■ **TASK REQUIREMENTS**: Only the line containing "parser::load_catalog_directory(&catalog_path)?" and those after it, up to the end of the records below, are to be set down, exactly as written.

Stored data:
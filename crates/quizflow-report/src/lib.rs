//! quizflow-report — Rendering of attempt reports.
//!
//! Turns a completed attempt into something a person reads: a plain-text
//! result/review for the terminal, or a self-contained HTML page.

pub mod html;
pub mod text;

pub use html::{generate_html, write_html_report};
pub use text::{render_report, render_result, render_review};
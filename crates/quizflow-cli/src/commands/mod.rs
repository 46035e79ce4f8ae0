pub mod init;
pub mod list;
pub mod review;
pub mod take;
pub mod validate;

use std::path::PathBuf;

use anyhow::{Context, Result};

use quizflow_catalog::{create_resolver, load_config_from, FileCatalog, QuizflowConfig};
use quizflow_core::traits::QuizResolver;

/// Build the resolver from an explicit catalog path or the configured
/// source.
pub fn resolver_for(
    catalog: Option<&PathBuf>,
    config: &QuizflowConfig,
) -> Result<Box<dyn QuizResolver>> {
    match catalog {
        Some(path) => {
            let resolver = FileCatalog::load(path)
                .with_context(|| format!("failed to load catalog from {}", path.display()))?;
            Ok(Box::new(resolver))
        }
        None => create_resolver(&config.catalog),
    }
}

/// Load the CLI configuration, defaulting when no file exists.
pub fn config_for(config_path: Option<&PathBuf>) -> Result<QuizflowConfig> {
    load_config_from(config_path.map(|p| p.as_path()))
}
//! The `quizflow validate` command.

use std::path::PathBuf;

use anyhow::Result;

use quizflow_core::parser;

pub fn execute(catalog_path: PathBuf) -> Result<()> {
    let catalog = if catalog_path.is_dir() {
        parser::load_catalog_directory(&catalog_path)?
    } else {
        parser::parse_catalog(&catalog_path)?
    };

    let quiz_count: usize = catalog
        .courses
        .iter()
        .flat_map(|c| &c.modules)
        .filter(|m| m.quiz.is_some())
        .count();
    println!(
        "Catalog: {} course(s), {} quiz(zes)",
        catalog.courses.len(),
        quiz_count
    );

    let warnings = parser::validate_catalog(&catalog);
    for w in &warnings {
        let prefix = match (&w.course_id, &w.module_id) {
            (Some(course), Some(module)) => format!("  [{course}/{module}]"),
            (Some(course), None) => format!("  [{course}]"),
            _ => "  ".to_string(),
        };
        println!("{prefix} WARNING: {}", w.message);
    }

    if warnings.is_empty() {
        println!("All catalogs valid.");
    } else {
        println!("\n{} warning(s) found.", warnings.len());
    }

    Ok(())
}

■ **ANSWER BOX**:
        parser::load_catalog_directory(&catalog_path)?
    } else {
        parser::parse_catalog(&catalog_path)?
    };

    let quiz_count: usize = catalog
        .courses
        .iter()
        .flat_map(|c| &c.modules)
        .filter(|m| m.quiz.is_some())
        .count();
    println!(
        "Catalog: {} course(s), {} quiz(zes)",
        catalog.courses.len(),
        quiz_count
    );

    let warnings = parser::validate_catalog(&catalog);
    for w in &warnings {
        let prefix = match (&w.course_id, &w.module_id) {
            (Some(course), Some(module)) => format!("  [{course}/{module}]"),
            (Some(course), None) => format!("  [{course}]"),
            _ => "  ".to_string(),
        };
        println!("{prefix} WARNING: {}", w.message);
    }

    if warnings.is_empty() {
        println!("All catalogs valid.");
    } else {
        println!("\n{} warning(s) found.", warnings.len());
    }

    Ok(())
}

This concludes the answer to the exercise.